I’m a bit suspicious of the concept of a ‘defining moment’. In my experience what are seen as defining moments when they happen often turn out to have defined nothing. In the case of this particular budget the really defining moment came with Geoffrey Howe’s budget in 1981. That was the first clear sign that the Keynesian middle way had finally disappeared, and that neo-liberalism was now the order of the day. Since then, neo-liberalism has enjoyed a virtually uninterrupted reign.
For nearly thirty years it was the common sense of the age, the lodestar of virtually every Government in the developed world, of the institutions of global economic governance, like the IMF and the World Bank, and of the formerly social-democratic European Commission. New Labour bought into the neo-liberal paradigm as enthusiastically as the Thatcherites had done. Keynesian economics were derided as ‘tax and spend’; undertakings that the Thatcherites had shrunk from privatising were sold off; Gordon Brown, the sometime author of an admiring biography of James Maxton, the hero of the Red Clyde, became the cheerleader of Britain’s swollen financial sector. And inequality – which had levelled off under Major after its phenomenal growth in the later years of the Thatcher Government – rose inexorably.
Then came the crash. Suddenly, Keynes came in from the cold, while Hayek was toppled from his perch. But the Keynesian renaissance did not last. It was petering out even before the election.

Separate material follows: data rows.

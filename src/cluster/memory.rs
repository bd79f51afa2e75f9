//! Scripted in-memory cluster for testing.

use std::collections::{HashMap, VecDeque};
use std::sync::Arc;
use std::sync::atomic::{AtomicUsize, Ordering};
use std::time::Duration;

use bytes::Bytes;
use parking_lot::Mutex;

use crate::cluster::{Cluster, ClusterError, Row, Statement};

/// Page size used when a paged statement does not ask for one.
pub const DEFAULT_PAGE_SIZE: usize = 5000;

/// In-memory cluster backend.
///
/// Statements are matched by their exact text against scripted row sets;
/// unscripted statements succeed with no rows. Every call is recorded so
/// tests can observe what reached the cluster and through which session.
///
/// Clones and derived sessions share the same script and records. Locks
/// are never held across an `.await`.
#[derive(Clone, Default)]
pub struct MemoryCluster {
    inner: Arc<Inner>,
    /// Request timeout of this session; `None` for the shared one.
    timeout: Option<Duration>,
}

#[derive(Default)]
struct Inner {
    results: Mutex<HashMap<String, Vec<Row>>>,
    failures: Mutex<HashMap<String, String>>,
    delays: Mutex<HashMap<String, Duration>>,
    schema: Mutex<Option<Bytes>>,
    schema_failure: Mutex<Option<String>>,
    describe_delay: Mutex<Duration>,
    connect_delay: Mutex<Duration>,
    describe_calls: AtomicUsize,
    executed: Mutex<Vec<Executed>>,
    derived: Mutex<Vec<Duration>>,
    page_fetches: Mutex<Vec<Option<Duration>>>,
    connects_in_flight: AtomicUsize,
    max_concurrent_connects: AtomicUsize,
}

/// A statement that reached the cluster.
#[derive(Debug, Clone, PartialEq, Eq)]
pub struct Executed {
    pub statement: Statement,
    /// Timeout of the session it ran on; `None` for the shared session.
    pub timeout: Option<Duration>,
}

/// Remaining rows of a paged statement.
#[derive(Debug)]
pub struct MemoryPager {
    remaining: VecDeque<Row>,
    page_size: usize,
}

impl MemoryPager {
    fn next_page(&mut self) -> Vec<Row> {
        let n = self.page_size.min(self.remaining.len());
        self.remaining.drain(..n).collect()
    }
}

impl MemoryCluster {
    pub fn new() -> Self {
        Self::default()
    }

    /// Rows returned by `cql`.
    pub fn with_result(self, cql: impl Into<String>, rows: Vec<Row>) -> Self {
        self.set_result(cql, rows);
        self
    }

    pub fn set_result(&self, cql: impl Into<String>, rows: Vec<Row>) {
        self.inner.results.lock().insert(cql.into(), rows);
    }

    /// Makes `cql` fail with a query error.
    pub fn fail_on(self, cql: impl Into<String>, message: impl Into<String>) -> Self {
        self.inner
            .failures
            .lock()
            .insert(cql.into(), message.into());
        self
    }

    /// Makes `cql` take `delay` to answer. Sessions with a shorter timeout
    /// give up with `ClusterError::Timeout`.
    pub fn with_delay(self, cql: impl Into<String>, delay: Duration) -> Self {
        self.inner.delays.lock().insert(cql.into(), delay);
        self
    }

    /// Schema blob returned by introspection. Without one, each
    /// introspection returns a blob naming its call number.
    pub fn with_schema(self, blob: impl Into<Bytes>) -> Self {
        self.set_schema(blob);
        self
    }

    pub fn set_schema(&self, blob: impl Into<Bytes>) {
        *self.inner.schema.lock() = Some(blob.into());
    }

    /// Makes introspection fail until cleared with `None`.
    pub fn set_schema_failure(&self, message: Option<&str>) {
        *self.inner.schema_failure.lock() = message.map(str::to_owned);
    }

    pub fn with_describe_delay(self, delay: Duration) -> Self {
        *self.inner.describe_delay.lock() = delay;
        self
    }

    pub fn with_connect_delay(self, delay: Duration) -> Self {
        *self.inner.connect_delay.lock() = delay;
        self
    }

    /// Request timeout of this session.
    pub fn timeout(&self) -> Option<Duration> {
        self.timeout
    }

    /// Number of schema introspections run so far.
    pub fn describe_calls(&self) -> usize {
        self.inner.describe_calls.load(Ordering::SeqCst)
    }

    /// Every statement run so far, in order.
    pub fn executed(&self) -> Vec<Executed> {
        self.inner.executed.lock().clone()
    }

    /// Session timeout of every follow-up page fetch, in order.
    pub fn page_fetch_timeouts(&self) -> Vec<Option<Duration>> {
        self.inner.page_fetches.lock().clone()
    }

    /// Timeouts of every derived session opened so far.
    pub fn derived_timeouts(&self) -> Vec<Duration> {
        self.inner.derived.lock().clone()
    }

    /// Highest number of derived sessions ever being created at once.
    pub fn max_concurrent_connects(&self) -> usize {
        self.inner.max_concurrent_connects.load(Ordering::SeqCst)
    }

    async fn run(&self, statement: &Statement) -> Result<Vec<Row>, ClusterError> {
        self.inner.executed.lock().push(Executed {
            statement: statement.clone(),
            timeout: self.timeout,
        });

        let delay = self.inner.delays.lock().get(&statement.cql).copied();
        if let Some(delay) = delay {
            match self.timeout {
                Some(timeout) if timeout < delay => {
                    tokio::time::sleep(timeout).await;
                    return Err(ClusterError::Timeout(timeout));
                }
                _ => tokio::time::sleep(delay).await,
            }
        }

        if let Some(message) = self.inner.failures.lock().get(&statement.cql) {
            return Err(ClusterError::Query(message.clone()));
        }

        Ok(self
            .inner
            .results
            .lock()
            .get(&statement.cql)
            .cloned()
            .unwrap_or_default())
    }
}

impl Cluster for MemoryCluster {
    type Pager = MemoryPager;

    async fn execute(&self, statement: &Statement) -> Result<Vec<Row>, ClusterError> {
        let mut rows = self.run(statement).await?;
        if let Some(page_size) = statement.paging_size {
            rows.truncate(page_size as usize);
        }
        Ok(rows)
    }

    async fn start_paged(
        &self,
        statement: &Statement,
    ) -> Result<(MemoryPager, Vec<Row>), ClusterError> {
        let rows = self.run(statement).await?;
        let mut pager = MemoryPager {
            remaining: rows.into(),
            page_size: statement
                .paging_size
                .map_or(DEFAULT_PAGE_SIZE, |n| n as usize),
        };
        let first = pager.next_page();
        Ok((pager, first))
    }

    async fn next_page(&self, pager: &mut MemoryPager) -> Result<Option<Vec<Row>>, ClusterError> {
        self.inner.page_fetches.lock().push(self.timeout);
        if pager.remaining.is_empty() {
            return Ok(None);
        }
        Ok(Some(pager.next_page()))
    }

    async fn describe_schema(&self) -> Result<Bytes, ClusterError> {
        let call = self.inner.describe_calls.fetch_add(1, Ordering::SeqCst) + 1;

        let delay = *self.inner.describe_delay.lock();
        if !delay.is_zero() {
            tokio::time::sleep(delay).await;
        }

        if let Some(message) = self.inner.schema_failure.lock().clone() {
            return Err(ClusterError::Schema(message));
        }
        let scripted = self.inner.schema.lock().clone();
        Ok(scripted.unwrap_or_else(|| Bytes::from(format!("schema #{call}"))))
    }

    async fn connect_with_timeout(&self, timeout: Duration) -> Result<Self, ClusterError> {
        let in_flight = self.inner.connects_in_flight.fetch_add(1, Ordering::SeqCst) + 1;
        self.inner
            .max_concurrent_connects
            .fetch_max(in_flight, Ordering::SeqCst);

        let delay = *self.inner.connect_delay.lock();
        if !delay.is_zero() {
            tokio::time::sleep(delay).await;
        }

        self.inner.derived.lock().push(timeout);
        self.inner.connects_in_flight.fetch_sub(1, Ordering::SeqCst);
        Ok(Self {
            inner: self.inner.clone(),
            timeout: Some(timeout),
        })
    }
}

#[cfg(test)]
mod tests {
    use super::*;

    fn row(cells: &[&'static str]) -> Row {
        cells
            .iter()
            .map(|c| Bytes::from_static(c.as_bytes()))
            .collect()
    }

    #[tokio::test]
    async fn test_paging_serves_pages_then_none() {
        let rows: Vec<Row> = (0..5).map(|_| row(&["k", "v"])).collect();
        let cluster = MemoryCluster::new().with_result("SELECT", rows);

        let mut statement = Statement::new("SELECT");
        statement.paging_size = Some(2);

        let (mut pager, first) = cluster.start_paged(&statement).await.unwrap();
        assert_eq!(first.len(), 2);
        assert_eq!(cluster.next_page(&mut pager).await.unwrap().unwrap().len(), 2);
        assert_eq!(cluster.next_page(&mut pager).await.unwrap().unwrap().len(), 1);
        assert!(cluster.next_page(&mut pager).await.unwrap().is_none());
    }

    #[tokio::test]
    async fn test_scripted_failure() {
        let cluster = MemoryCluster::new().fail_on("DROP TABLE t", "no such table");
        let err = cluster
            .execute(&Statement::new("DROP TABLE t"))
            .await
            .unwrap_err();
        assert!(matches!(err, ClusterError::Query(msg) if msg == "no such table"));
        assert_eq!(cluster.executed().len(), 1);
    }

    #[tokio::test(start_paused = true)]
    async fn test_timeout_applies_to_derived_session_only() {
        let cluster = MemoryCluster::new().with_delay("SLOW", Duration::from_secs(5));
        let statement = Statement::new("SLOW");

        let derived = cluster
            .connect_with_timeout(Duration::from_secs(1))
            .await
            .unwrap();
        assert!(matches!(
            derived.execute(&statement).await,
            Err(ClusterError::Timeout(t)) if t == Duration::from_secs(1)
        ));
        assert!(cluster.execute(&statement).await.is_ok());

        let timeouts: Vec<_> = cluster.executed().iter().map(|e| e.timeout).collect();
        assert_eq!(timeouts, vec![Some(Duration::from_secs(1)), None]);
    }

    #[tokio::test]
    async fn test_describe_counts_calls() {
        let cluster = MemoryCluster::new();
        assert_eq!(cluster.describe_schema().await.unwrap(), "schema #1");
        assert_eq!(cluster.describe_schema().await.unwrap(), "schema #2");
        assert_eq!(cluster.describe_calls(), 2);

        cluster.set_schema_failure(Some("unreachable"));
        assert!(cluster.describe_schema().await.is_err());
    }
}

Now Clegg and Cameron have killed it stone dead. Right across Europe, neo-liberalism is in the ascendant again. The only western country to stand out against the trend is the United States. It is an astonishing spectacle. No reputable economist I can think of has endorsed the Osborne Budget.
As one man, the Nobel prizewinners Joe Stiglitz and Paul Krugman; the authoritative (and far from leftist) economic commentators Samuel Brittan and Martin Wolf; and Keynes’s equally authoritative biographer, Robert Skidelsky have subjected the thinking behind it to withering scorn. Cameron’s role in all this is certainly inglorious, but it is not particularly surprising. With all his inclusive whiggish gradualism, he has never given much sign of economic literacy. The Liberal Democrats are a different kettle of fish. Chris Huhne and Vince Cable are nothing if not economically literate. Yet, at the first whiff of grapeshot from the Governor of the Bank of England, they have abandoned the terrain they occupied in the election and betrayed the millions who voted for their party.
The implications cut deep – much deeper than most post-budget commentary suggests. The Keynesian middle way was designed to reform capitalism, not to supersede it. For a generation or so it appeared to have succeeded. In western Europe and North America, at least, it delivered thirty years of unprecedented prosperity and social peace: the ‘trente glorieuses’ as the French called them. But it was never as secure as it looked. It depended on delicate, second-best compromises between capital and labour, the private and the public, the state and the market. And in the end, these unravelled.
Were they bound to? Or could the middle way have been saved if its defenders had been wiser, more adept and more resolute? We shall never know, of course. But we do know two things. The first is that the rhetoric with which Nick Clegg and his colleagues defend their apostasy presupposes that the middle way was always – and still is – a chimera: that markets are stronger than governments, and that it is futile to try to gainsay market imperatives. That is what Clegg and Cable mean when they say the coalition’s budget was unavoidable: that they had to run the risk of a double dip depression since the alternative was a Greek-style sovereign debt crisis. What they don’t seem to realise is that the logic of that rhetoric runs counter, not just to Keynesian economics, but to liberal politics – at least as they have been practised in this country for more than a century.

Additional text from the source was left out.